[Stored data entries]
........

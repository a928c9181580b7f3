// src/models/place.rs
// DOCUMENTATION: Core data structures for places
// PURPOSE: Defines all serialization/deserialization models for API and storage

use serde::{Deserialize, Serialize};
use serde_json::{json, Value};
use validator::Validate;

/// Name of the collection holding place documents
pub const PLACE_COLLECTION: &str = "place";

pub const DEFAULT_LIST_LIMIT: i64 = 100;

/// A tourist point of interest
/// DOCUMENTATION: Used both as the POST /places body and as the stored
/// document shape. Absent optional fields are not written to storage, so a
/// stored document holds exactly the submitted fields.
#[derive(Debug, Clone, PartialEq, Serialize, Deserialize)]
pub struct Place {
    /// Place name (required)
    pub name: String,

    #[serde(default, skip_serializing_if = "Option::is_none")]
    pub city: Option<String>,

    /// Federal state, e.g. "Bavaria"
    #[serde(default, skip_serializing_if = "Option::is_none")]
    pub state: Option<String>,

    #[serde(default, skip_serializing_if = "Option::is_none")]
    pub description: Option<String>,

    /// Free-form category: castle, museum, nature, ...
    #[serde(default, skip_serializing_if = "Option::is_none")]
    pub category: Option<String>,

    #[serde(default, skip_serializing_if = "Option::is_none")]
    pub tags: Option<Vec<String>>,

    #[serde(default, skip_serializing_if = "Option::is_none")]
    pub latitude: Option<f64>,

    #[serde(default, skip_serializing_if = "Option::is_none")]
    pub longitude: Option<f64>,

    #[serde(default, skip_serializing_if = "Option::is_none")]
    pub website: Option<String>,
}

/// Query parameters for GET /places
/// DOCUMENTATION: Every filter is optional; an explicitly empty value is
/// still a filter
#[derive(Debug, Default, Deserialize, Validate)]
pub struct ListQuery {
    /// Substring search across name, city, state, category and tags
    pub q: Option<String>,

    pub category: Option<String>,

    pub state: Option<String>,

    pub city: Option<String>,

    /// Maximum number of results (1-500, default 100)
    #[validate(range(min = 1, max = 500))]
    pub limit: Option<i64>,
}

impl ListQuery {
    pub fn effective_limit(&self) -> i64 {
        self.limit.unwrap_or(DEFAULT_LIST_LIMIT)
    }
}

/// A listed place with its public identifier
#[derive(Debug, Clone, PartialEq, Serialize, Deserialize)]
pub struct PlaceItem {
    pub id: String,

    #[serde(flatten)]
    pub place: Place,
}

/// Response body for GET /places
#[derive(Debug, Serialize, Deserialize)]
pub struct ListResponse {
    pub items: Vec<PlaceItem>,
    pub count: usize,
}

/// Response body for POST /places
#[derive(Debug, Serialize, Deserialize)]
pub struct CreatedResponse {
    pub id: String,
}

/// Response body for POST /places/seed
#[derive(Debug, PartialEq, Serialize)]
#[serde(untagged)]
pub enum SeedResponse {
    Seeded {
        seeded: bool,
        count: usize,
        ids: Vec<String>,
    },
    AlreadySeeded {
        seeded: bool,
        message: String,
        count: i64,
    },
}

impl SeedResponse {
    pub fn seeded(ids: Vec<String>) -> Self {
        SeedResponse::Seeded {
            seeded: true,
            count: ids.len(),
            ids,
        }
    }

    pub fn already_seeded(count: i64) -> Self {
        SeedResponse::AlreadySeeded {
            seeded: false,
            message: "Places already exist".to_string(),
            count,
        }
    }
}

/// Static field-type description served by GET /schema
pub fn place_schema() -> Value {
    json!({
        "place": {
            "fields": {
                "name": "string",
                "city": "string?",
                "state": "string?",
                "description": "string?",
                "category": "string?",
                "tags": "string[]?",
                "latitude": "float?",
                "longitude": "float?",
                "website": "string?"
            }
        }
    })
}
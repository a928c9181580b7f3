// src/config/env.rs
// DOCUMENTATION: Environment variable management
// PURPOSE: Load and validate configuration from .env files

use dotenv::dotenv;
use std::env;

/// Application configuration loaded from environment variables
/// DOCUMENTATION: Centralizes all configuration in one struct
/// Load with Config::from_env() at application startup
#[derive(Debug, Clone)]
pub struct Config {
    /// PostgreSQL connection string
    /// When absent the service runs without a persistence handle
    pub database_url: Option<String>,

    /// Database to use on the server named by database_url
    /// Overrides the database path component of the URL when set
    pub database_name: Option<String>,

    /// Server bind address (e.g., "0.0.0.0")
    pub server_address: String,

    /// Server listen port (default 8000)
    pub server_port: u16,

    /// Environment: development, staging, production
    pub environment: String,

    /// Log level: debug, info, warn, error
    pub log_level: String,

    /// Maximum connections in database pool
    pub db_max_connections: u32,

    /// Connection timeout in seconds
    pub db_connection_timeout: u64,
}

impl Config {
    /// Load configuration from environment variables
    /// DOCUMENTATION: Reads from .env or process environment
    /// Called once at application startup
    pub fn from_env() -> Self {
        dotenv().ok();

        Config {
            database_url: non_empty_var("DATABASE_URL"),

            database_name: non_empty_var("DATABASE_NAME"),

            server_address: env::var("SERVER_ADDRESS").unwrap_or_else(|_| "0.0.0.0".to_string()),

            server_port: env::var("PORT")
                .unwrap_or_else(|_| "8000".to_string())
                .parse()
                .unwrap_or(8000),

            environment: env::var("ENVIRONMENT").unwrap_or_else(|_| "development".to_string()),

            log_level: env::var("LOG_LEVEL").unwrap_or_else(|_| "info".to_string()),

            db_max_connections: env::var("DB_MAX_CONNECTIONS")
                .unwrap_or_else(|_| "20".to_string())
                .parse()
                .unwrap_or(20),

            db_connection_timeout: env::var("DB_CONNECTION_TIMEOUT")
                .unwrap_or_else(|_| "30".to_string())
                .parse()
                .unwrap_or(30),
        }
    }

    /// Validate critical configuration
    /// DOCUMENTATION: Missing database settings are not fatal; data endpoints report them
    pub fn validate(&self) -> Result<(), String> {
        if self.server_port == 0 {
            return Err("PORT must be a non-zero port number".to_string());
        }

        if self.database_url.is_none() {
            log::warn!("DATABASE_URL not configured - data endpoints will return errors");
        }

        if self.database_name.is_none() {
            log::warn!("DATABASE_NAME not configured - using database from DATABASE_URL");
        }

        Ok(())
    }
}

fn non_empty_var(key: &str) -> Option<String> {
    env::var(key).ok().filter(|value| !value.trim().is_empty())
}
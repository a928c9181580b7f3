// src/bin/seed.rs
// Seeds a running germany-places service with its sample data and lists the result.
use dotenv::dotenv;
use reqwest::Client;
use serde::Deserialize;
use std::env;
use std::process;
use std::time::Duration;

// --- ANSI colours ---
const RESET: &str = "\x1b[0m";
const BOLD: &str = "\x1b[1m";
const RED: &str = "\x1b[31m";
const GREEN: &str = "\x1b[32m";
const YELLOW: &str = "\x1b[33m";
const CYAN: &str = "\x1b[36m";

#[derive(Deserialize, Debug)]
struct SeedResponse {
    seeded: bool,
    count: i64,
    #[serde(default)]
    message: Option<String>,
    #[serde(default)]
    ids: Vec<String>,
}

#[derive(Deserialize, Debug)]
struct ListedPlace {
    id: String,
    name: String,
    #[serde(default)]
    city: Option<String>,
    #[serde(default)]
    state: Option<String>,
}

#[derive(Deserialize, Debug)]
struct ListResponse {
    items: Vec<ListedPlace>,
    count: usize,
}

struct Seeder {
    base_url: String,
    client: Client,
}

impl Seeder {
    fn new(base_url: String) -> Result<Self, reqwest::Error> {
        let client = Client::builder().timeout(Duration::from_secs(30)).build()?;
        Ok(Self { base_url, client })
    }

    async fn check_service(&self) -> bool {
        match self.client.get(format!("{}/", self.base_url)).send().await {
            Ok(resp) => resp.status().is_success(),
            Err(_) => false,
        }
    }

    async fn seed(&self) -> Result<SeedResponse, String> {
        let response = self
            .client
            .post(format!("{}/places/seed", self.base_url))
            .send()
            .await
            .map_err(|e| e.to_string())?;

        if response.status().is_success() {
            response
                .json::<SeedResponse>()
                .await
                .map_err(|e| format!("Failed to parse response JSON: {}", e))
        } else {
            let status = response.status();
            let body = response.text().await.unwrap_or_else(|_| "Unknown error".to_string());
            Err(format!("HTTP {} - {}", status, body))
        }
    }

    async fn list(&self) -> Result<ListResponse, String> {
        self.client
            .get(format!("{}/places", self.base_url))
            .query(&[("limit", "500")])
            .send()
            .await
            .map_err(|e| e.to_string())?
            .error_for_status()
            .map_err(|e| e.to_string())?
            .json::<ListResponse>()
            .await
            .map_err(|e| format!("Failed to parse response JSON: {}", e))
    }

    fn print_places(listing: &ListResponse) {
        println!("\n{}📋 Places in database ({}){}", BOLD, listing.count, RESET);
        println!("──────────────────────────────────────────────────────────────────────────────");
        println!("{:<38} {:<32} {:<24}", "Name", "Location", "Id");
        println!("──────────────────────────────────────────────────────────────────────────────");

        for place in &listing.items {
            let location = match (place.city.as_deref(), place.state.as_deref()) {
                (Some(city), Some(state)) if !city.is_empty() => format!("{}, {}", city, state),
                (_, Some(state)) => state.to_string(),
                (Some(city), None) => city.to_string(),
                (None, None) => "-".to_string(),
            };
            let short_id: String = place.id.chars().take(8).collect();
            println!("{:<38} {:<32} {:<24}", place.name, location, short_id);
        }
    }
}

#[tokio::main]
async fn main() {
    dotenv().ok();

    let base_url = env::var("PLACES_API_URL").unwrap_or_else(|_| {
        let port = env::var("PORT").unwrap_or_else(|_| "8000".to_string());
        format!("http://localhost:{}", port)
    });

    let seeder = match Seeder::new(base_url.clone()) {
        Ok(seeder) => seeder,
        Err(e) => {
            println!("{}❌ Could not create HTTP client: {}{}", RED, e, RESET);
            process::exit(1);
        }
    };

    println!("\n{}🔍 Checking service at {}...{}", CYAN, base_url, RESET);
    if !seeder.check_service().await {
        println!("{}❌ Service unavailable.{}", RED, RESET);
        println!("{}Please ensure germany-places is running (cargo run){}", YELLOW, RESET);
        process::exit(1);
    }
    println!("{}✅ Service available{}", GREEN, RESET);

    match seeder.seed().await {
        Ok(resp) if resp.seeded => {
            println!(
                "{}✅ Seeded {} places ({} ids returned){}",
                GREEN,
                resp.count,
                resp.ids.len(),
                RESET
            );
        }
        Ok(resp) => {
            println!(
                "{}⚠️  {} ({} existing){}",
                YELLOW,
                resp.message.unwrap_or_else(|| "Nothing seeded".to_string()),
                resp.count,
                RESET
            );
        }
        Err(err) => {
            println!("{}❌ Seeding failed: {}{}", RED, err, RESET);
            process::exit(1);
        }
    }

    match seeder.list().await {
        Ok(listing) => Seeder::print_places(&listing),
        Err(err) => println!("{}⚠️  Could not list places: {}{}", YELLOW, err, RESET),
    }
}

........

ASSIGNED TASK = Copy all lines of the preceding data that hold the word "Maximum".

ANSWER TO THIS PROBLEM =
    /// Maximum number of results (1-500, default 100)
    /// Maximum connections in database pool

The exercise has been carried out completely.